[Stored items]
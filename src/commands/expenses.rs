// Copyright (c) 2025 Soumyadip Sarkar.
// All rights reserved.
//
// This source code is licensed under the license found in the
// LICENSE file in the root directory of this source tree.

use anyhow::{Context, Result};
use regex::Regex;

use crate::engine::expenses::{self, CreateExpense, ExpensePatch};
use crate::store::Store;
use crate::utils::{
    fmt_money, maybe_print_json, parse_amount, parse_category, parse_date, pretty_table,
};

pub fn handle(store: &mut Store, m: &clap::ArgMatches) -> Result<()> {
    match m.subcommand() {
        Some(("add", sub)) => add(store, sub)?,
        Some(("list", sub)) => list(store, sub)?,
        Some(("edit", sub)) => edit(store, sub)?,
        Some(("rm", sub)) => rm(store, sub)?,
        _ => {}
    }
    Ok(())
}

fn add(store: &mut Store, sub: &clap::ArgMatches) -> Result<()> {
    let user = sub.get_one::<String>("user").unwrap();
    let period = sub.get_one::<String>("period").unwrap();
    let name = sub.get_one::<String>("name").unwrap();
    let category = parse_category(sub.get_one::<String>("category").unwrap())?;
    let amount = parse_amount(sub.get_one::<String>("amount").unwrap())?;
    let date = match sub.get_one::<String>("date") {
        Some(s) => parse_date(s)?,
        None => chrono::Local::now().date_naive(),
    };
    let recurring = sub.get_flag("recurring");

    let expense = store.with_txn(|txn| {
        expenses::create(
            txn,
            CreateExpense {
                period_id: period.clone(),
                owner: user.clone(),
                name: name.clone(),
                category,
                amount,
                date,
                recurring,
            },
        )
    })?;
    println!(
        "Recorded {} {} '{}' on {}{}",
        fmt_money(&expense.amount),
        expense.category,
        expense.name,
        expense.date,
        if expense.recurring { " (recurring)" } else { "" }
    );
    Ok(())
}

fn list(store: &mut Store, sub: &clap::ArgMatches) -> Result<()> {
    let user = sub.get_one::<String>("user").unwrap();
    let period = sub.get_one::<String>("period").unwrap();
    let category = match sub.get_one::<String>("category") {
        Some(s) => Some(parse_category(s)?),
        None => None,
    };

    let mut data = store.with_txn(|txn| expenses::list(txn, period, user, category))?;
    if let Some(pattern) = sub.get_one::<String>("match") {
        let re = Regex::new(pattern).with_context(|| format!("Invalid regex '{}'", pattern))?;
        data.retain(|e| re.is_match(&e.name));
    }

    if maybe_print_json(sub.get_flag("json"), sub.get_flag("jsonl"), &data)? {
        return Ok(());
    }
    let rows: Vec<Vec<String>> = data
        .iter()
        .map(|e| {
            vec![
                e.id.clone(),
                e.date.to_string(),
                e.name.clone(),
                e.category.to_string(),
                fmt_money(&e.amount),
                if e.recurring { "yes".into() } else { "".into() },
            ]
        })
        .collect();
    println!(
        "{}",
        pretty_table(&["Id", "Date", "Name", "Category", "Amount", "Recurring"], rows)
    );
    Ok(())
}

fn edit(store: &mut Store, sub: &clap::ArgMatches) -> Result<()> {
    let user = sub.get_one::<String>("user").unwrap();
    let id = sub.get_one::<String>("id").unwrap();
    let patch = ExpensePatch {
        name: sub.get_one::<String>("name").cloned(),
        category: match sub.get_one::<String>("category") {
            Some(s) => Some(parse_category(s)?),
            None => None,
        },
        amount: match sub.get_one::<String>("amount") {
            Some(s) => Some(parse_amount(s)?),
            None => None,
        },
        date: match sub.get_one::<String>("date") {
            Some(s) => Some(parse_date(s)?),
            None => None,
        },
        recurring: sub.get_one::<bool>("recurring").copied(),
    };

    let expense = store.with_txn(|txn| expenses::update(txn, id, user, patch))?;
    println!(
        "Updated '{}': {} {}",
        expense.name,
        fmt_money(&expense.amount),
        expense.category
    );
    Ok(())
}

fn rm(store: &mut Store, sub: &clap::ArgMatches) -> Result<()> {
    let user = sub.get_one::<String>("user").unwrap();
    let id = sub.get_one::<String>("id").unwrap();
    store.with_txn(|txn| expenses::delete(txn, id, user))?;
    println!("Deleted expense {}", id);
    Ok(())
}
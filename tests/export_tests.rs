// Copyright (c) AlphaVelocity.
// All rights reserved.
//
// This source code is licensed under the license found in the
// LICENSE file in the root directory of this source tree.

use monthbook::engine::{accounts, expenses, periods};
use monthbook::models::{Category, Month};
use monthbook::store::Store;
use monthbook::{cli, commands};
use rust_decimal::Decimal;

fn dec(s: &str) -> Decimal {
    s.parse().unwrap()
}

#[test]
fn export_writes_dated_csv_rows() {
    let mut store = Store::in_memory().unwrap();
    store
        .with_txn(|txn| accounts::create(txn, "u1", dec("1200"), Decimal::ZERO, Decimal::ZERO))
        .unwrap();
    let tracker = store
        .with_txn(|txn| {
            periods::create(
                txn,
                periods::CreatePeriod {
                    owner: "u1".into(),
                    month: Month::January,
                    year: 2025,
                    budget: Decimal::ZERO,
                },
            )
        })
        .unwrap();
    for (name, category, amount, day) in [
        ("Rent", Category::Housing, "800", 3),
        ("Movie", Category::Entertainment, "12", 1),
    ] {
        store
            .with_txn(|txn| {
                expenses::create(
                    txn,
                    expenses::CreateExpense {
                        period_id: tracker.id.clone(),
                        owner: "u1".into(),
                        name: name.into(),
                        category,
                        amount: dec(amount),
                        date: chrono::NaiveDate::from_ymd_opt(2025, 1, day).unwrap(),
                        recurring: false,
                    },
                )
            })
            .unwrap();
    }

    let dir = tempfile::tempdir().unwrap();
    let out = dir.path().join("expenses.csv");
    let out_str = out.to_str().unwrap().to_string();

    let matches = cli::build_cli().get_matches_from([
        "monthbook", "export", "--user", "u1", "--out", &out_str,
    ]);
    if let Some(("export", sub)) = matches.subcommand() {
        commands::exporter::handle(&mut store, sub).unwrap();
    } else {
        panic!("no export subcommand");
    }

    let content = std::fs::read_to_string(&out).unwrap();
    let lines: Vec<&str> = content.lines().collect();
    assert_eq!(lines[0], "date,period,name,category,amount,recurring");
    // Sorted by date: the movie precedes the rent.
    assert_eq!(lines[1], "2025-01-01,January 2025,Movie,Entertainment,12,false");
    assert_eq!(lines[2], "2025-01-03,January 2025,Rent,Housing,800,false");
    assert_eq!(lines.len(), 3);
}
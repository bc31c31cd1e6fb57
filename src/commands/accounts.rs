// Copyright (c) 2025 Soumyadip Sarkar.
// All rights reserved.
//
// This source code is licensed under the license found in the
// LICENSE file in the root directory of this source tree.

use anyhow::Result;
use rust_decimal::Decimal;

use crate::engine::accounts;
use crate::store::Store;
use crate::utils::{fmt_money, maybe_print_json, parse_amount, pretty_table};

pub fn signup(store: &mut Store, m: &clap::ArgMatches) -> Result<()> {
    let user = m.get_one::<String>("user").unwrap();
    let income = parse_amount(m.get_one::<String>("income").unwrap())?;
    let opening_savings = match m.get_one::<String>("savings") {
        Some(s) => parse_amount(s)?,
        None => Decimal::ZERO,
    };
    let opening_loans = match m.get_one::<String>("loans") {
        Some(s) => parse_amount(s)?,
        None => Decimal::ZERO,
    };

    let account = store.with_txn(|txn| {
        accounts::create(txn, user, income, opening_savings, opening_loans)
    })?;
    println!(
        "Created account for '{}' (income {}, savings {}, loans {})",
        user,
        fmt_money(&account.income),
        fmt_money(&account.savings),
        fmt_money(&account.loans)
    );
    Ok(())
}

pub fn handle(store: &mut Store, m: &clap::ArgMatches) -> Result<()> {
    match m.subcommand() {
        Some(("show", sub)) => show(store, sub)?,
        Some(("set-income", sub)) => set_income(store, sub)?,
        _ => {}
    }
    Ok(())
}

fn show(store: &mut Store, sub: &clap::ArgMatches) -> Result<()> {
    let user = sub.get_one::<String>("user").unwrap();
    let account = store.with_txn(|txn| accounts::for_owner(txn, user))?;

    if maybe_print_json(sub.get_flag("json"), sub.get_flag("jsonl"), &account)? {
        return Ok(());
    }
    let rows = vec![vec![
        account.owner.clone(),
        fmt_money(&account.income),
        fmt_money(&account.savings),
        fmt_money(&account.loans),
        fmt_money(&account.cashflow),
        account.recurrences.len().to_string(),
        account.periods.len().to_string(),
    ]];
    println!(
        "{}",
        pretty_table(
            &["User", "Income", "Savings", "Loans", "Cashflow", "Recurring", "Periods"],
            rows,
        )
    );
    Ok(())
}

fn set_income(store: &mut Store, sub: &clap::ArgMatches) -> Result<()> {
    let user = sub.get_one::<String>("user").unwrap();
    let income = parse_amount(sub.get_one::<String>("income").unwrap())?;
    let account = store.with_txn(|txn| accounts::set_income(txn, user, income))?;
    println!("Income for '{}' set to {}", user, fmt_money(&account.income));
    Ok(())
}
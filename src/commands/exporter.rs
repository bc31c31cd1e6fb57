// Copyright (c) AlphaVelocity.
// All rights reserved.
//
// This source code is licensed under the license found in the
// LICENSE file in the root directory of this source tree.

use std::collections::HashMap;

use anyhow::Result;

use crate::engine::{accounts, periods};
use crate::models::Expense;
use crate::store::{Store, Txn};

pub fn handle(store: &mut Store, m: &clap::ArgMatches) -> Result<()> {
    let user = m.get_one::<String>("user").unwrap();
    let rows = store.with_txn(|txn| collect_rows(txn, user))?;

    match m.get_one::<String>("out") {
        Some(path) => {
            let mut wtr = csv::Writer::from_path(path)?;
            write_rows(&mut wtr, &rows)?;
            wtr.flush()?;
            println!("Exported {} expense(s) to {}", rows.len(), path);
        }
        None => {
            let mut wtr = csv::Writer::from_writer(std::io::stdout());
            write_rows(&mut wtr, &rows)?;
            wtr.flush()?;
        }
    }
    Ok(())
}

type Row = [String; 6];

fn collect_rows(txn: &Txn, user: &str) -> crate::error::Result<Vec<Row>> {
    let account = accounts::for_owner(txn, user)?;
    let mut titles: HashMap<String, String> = HashMap::new();
    for period_id in &account.periods {
        let tracker = periods::get(txn, period_id, user)?;
        titles.insert(tracker.id.clone(), tracker.title());
    }

    let mut expenses: Vec<Expense> = txn.find("owner", user)?;
    expenses.sort_by(|a, b| a.date.cmp(&b.date));
    Ok(expenses
        .into_iter()
        .map(|e| {
            [
                e.date.to_string(),
                titles.get(&e.month_tracker).cloned().unwrap_or_default(),
                e.name,
                e.category.to_string(),
                e.amount.to_string(),
                if e.recurring { "true".into() } else { "false".into() },
            ]
        })
        .collect())
}

fn write_rows<W: std::io::Write>(wtr: &mut csv::Writer<W>, rows: &[Row]) -> Result<()> {
    wtr.write_record(["date", "period", "name", "category", "amount", "recurring"])?;
    for row in rows {
        wtr.write_record(row)?;
    }
    Ok(())
}
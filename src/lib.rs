// Copyright (c) AlphaVelocity.
// All rights reserved.
//
// This source code is licensed under the license found in the
// LICENSE file in the root directory of this source tree.

pub mod cli;
pub mod db;
pub mod store;
pub mod models;
pub mod error;
pub mod engine;
pub mod utils;
pub mod commands;
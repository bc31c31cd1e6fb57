// Copyright (c) 2025 Soumyadip Sarkar.
// All rights reserved.
//
// This source code is licensed under the license found in the
// LICENSE file in the root directory of this source tree.

use rusqlite::{params, Connection, OptionalExtension};
use serde::de::DeserializeOwned;
use serde::Serialize;

use crate::error::{Error, Result};

/// A document that lives in one of the store's collections.
pub trait Document: Serialize + DeserializeOwned {
    const COLLECTION: &'static str;

    fn id(&self) -> &str;
}

/// Document store over SQLite. Each collection is a table of
/// `(id, doc)` rows with the document serialized as JSON; lookups beyond
/// the primary key go through `json_extract` on indexed fields.
pub struct Store {
    conn: Connection,
}

impl Store {
    pub fn new(conn: Connection) -> Store {
        Store { conn }
    }

    pub fn in_memory() -> Result<Store> {
        let mut conn = Connection::open_in_memory()?;
        crate::db::init_schema(&mut conn)?;
        Ok(Store { conn })
    }

    /// Run `f` as one unit of work. Commits when `f` returns `Ok`,
    /// rolls back every write otherwise. All command handlers go through
    /// here: a failed command leaves no partial aggregate writes behind.
    pub fn with_txn<T>(&mut self, f: impl FnOnce(&Txn) -> Result<T>) -> Result<T> {
        let tx = self.conn.transaction()?;
        let txn = Txn { tx };
        let out = f(&txn)?;
        txn.tx.commit()?;
        Ok(out)
    }
}

/// Handle on an open transaction, passed to every engine operation.
pub struct Txn<'a> {
    tx: rusqlite::Transaction<'a>,
}

impl Txn<'_> {
    pub fn get<D: Document>(&self, id: &str) -> Result<D> {
        self.try_get(id)?
            .ok_or_else(|| Error::not_found(D::COLLECTION, id))
    }

    pub fn try_get<D: Document>(&self, id: &str) -> Result<Option<D>> {
        let sql = format!("SELECT doc FROM {} WHERE id=?1", D::COLLECTION);
        let raw: Option<String> = self
            .tx
            .query_row(&sql, params![id], |r| r.get(0))
            .optional()?;
        match raw {
            Some(s) => Ok(Some(serde_json::from_str(&s)?)),
            None => Ok(None),
        }
    }

    /// All documents whose top-level `field` equals `value`, in insertion
    /// order. `field` is always a code-supplied name, never user input.
    pub fn find<D: Document>(&self, field: &str, value: &str) -> Result<Vec<D>> {
        let sql = format!(
            "SELECT doc FROM {} WHERE json_extract(doc, '$.{}')=?1 ORDER BY rowid",
            D::COLLECTION,
            field
        );
        let mut stmt = self.tx.prepare(&sql)?;
        let mut rows = stmt.query(params![value])?;
        let mut out = Vec::new();
        while let Some(r) = rows.next()? {
            let raw: String = r.get(0)?;
            out.push(serde_json::from_str(&raw)?);
        }
        Ok(out)
    }

    /// Insert or replace by id.
    pub fn put<D: Document>(&self, doc: &D) -> Result<()> {
        let sql = format!(
            "INSERT INTO {}(id, doc) VALUES (?1, ?2)
             ON CONFLICT(id) DO UPDATE SET doc=excluded.doc",
            D::COLLECTION
        );
        self.tx
            .execute(&sql, params![doc.id(), serde_json::to_string(doc)?])?;
        Ok(())
    }

    pub fn delete<D: Document>(&self, id: &str) -> Result<()> {
        let sql = format!("DELETE FROM {} WHERE id=?1", D::COLLECTION);
        self.tx.execute(&sql, params![id])?;
        Ok(())
    }
}
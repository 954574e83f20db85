//! Error types for the bucketgate-core crate

use bucketgate_store::StoreError;
use thiserror::Error;

/// Result type alias using `CoreError`
pub type Result<T> = std::result::Result<T, CoreError>;

/// Errors that can occur in the gateway core
#[derive(Error, Debug)]
pub enum CoreError {
    /// No real bucket identifiers were configured
    #[error("at least one bucket name must be configured")]
    NoBuckets,

    /// Alias list length differs from the bucket list length
    #[error("alias count mismatch: {aliases} aliases for {buckets} buckets")]
    AliasCountMismatch { aliases: usize, buckets: usize },

    /// A real identifier appears more than once
    #[error("duplicate bucket name: {0}")]
    DuplicateBucket(String),

    /// An alias appears more than once
    #[error("duplicate bucket alias: {0}")]
    DuplicateAlias(String),

    /// A name would resolve to two different buckets
    #[error("ambiguous bucket name: {0} is both an alias and a bucket of different entries")]
    AmbiguousName(String),

    /// Empty or whitespace-only entry in the bucket or alias list
    #[error("bucket names and aliases must not be blank")]
    BlankName,

    /// Window or quota of a rate limit is unusable
    #[error("invalid rate limit: {0}")]
    InvalidRateLimit(String),

    /// Name resolves to no configured bucket
    #[error("invalid bucket: {0}")]
    InvalidBucket(String),

    /// Object key is empty
    #[error("invalid object key: {0:?}")]
    InvalidKey(String),

    /// Copy succeeded but removing the source failed; both objects remain
    #[error("move of {source_key} to {target_key} in {bucket} incomplete: copied but source not deleted: {reason}")]
    MoveIncomplete {
        bucket: String,
        source_key: String,
        target_key: String,
        #[source]
        reason: StoreError,
    },

    /// Storage backend error
    #[error("storage error: {0}")]
    Store(#[from] StoreError),
}

impl CoreError {
    /// Check if this is a startup configuration error
    pub fn is_configuration(&self) -> bool {
        matches!(
            self,
            Self::NoBuckets
                | Self::AliasCountMismatch { .. }
                | Self::DuplicateBucket(_)
                | Self::DuplicateAlias(_)
                | Self::AmbiguousName(_)
                | Self::BlankName
                | Self::InvalidRateLimit(_)
        )
    }
}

Your instructions: When you reach the line containing "All documents whose" in the data above, start copying exactly, and stop after the line containing "alias appears more than once".

Response area:
    /// All documents whose top-level `field` equals `value`, in insertion
    /// order. `field` is always a code-supplied name, never user input.
    pub fn find<D: Document>(&self, field: &str, value: &str) -> Result<Vec<D>> {
        let sql = format!(
            "SELECT doc FROM {} WHERE json_extract(doc, '$.{}')=?1 ORDER BY rowid",
            D::COLLECTION,
            field
        );
        let mut stmt = self.tx.prepare(&sql)?;
        let mut rows = stmt.query(params![value])?;
        let mut out = Vec::new();
        while let Some(r) = rows.next()? {
            let raw: String = r.get(0)?;
            out.push(serde_json::from_str(&raw)?);
        }
        Ok(out)
    }

    /// Insert or replace by id.
    pub fn put<D: Document>(&self, doc: &D) -> Result<()> {
        let sql = format!(
            "INSERT INTO {}(id, doc) VALUES (?1, ?2)
             ON CONFLICT(id) DO UPDATE SET doc=excluded.doc",
            D::COLLECTION
        );
        self.tx
            .execute(&sql, params![doc.id(), serde_json::to_string(doc)?])?;
        Ok(())
    }

    pub fn delete<D: Document>(&self, id: &str) -> Result<()> {
        let sql = format!("DELETE FROM {} WHERE id=?1", D::COLLECTION);
        self.tx.execute(&sql, params![id])?;
        Ok(())
    }
}
repository 954574e83f20db85
//! Error types for the bucketgate-core crate

use bucketgate_store::StoreError;
use thiserror::Error;

/// Result type alias using `CoreError`
pub type Result<T> = std::result::Result<T, CoreError>;

/// Errors that can occur in the gateway core
#[derive(Error, Debug)]
pub enum CoreError {
    /// No real bucket identifiers were configured
    #[error("at least one bucket name must be configured")]
    NoBuckets,

    /// Alias list length differs from the bucket list length
    #[error("alias count mismatch: {aliases} aliases for {buckets} buckets")]
    AliasCountMismatch { aliases: usize, buckets: usize },

    /// A real identifier appears more than once
    #[error("duplicate bucket name: {0}")]
    DuplicateBucket(String),

    /// An alias appears more than once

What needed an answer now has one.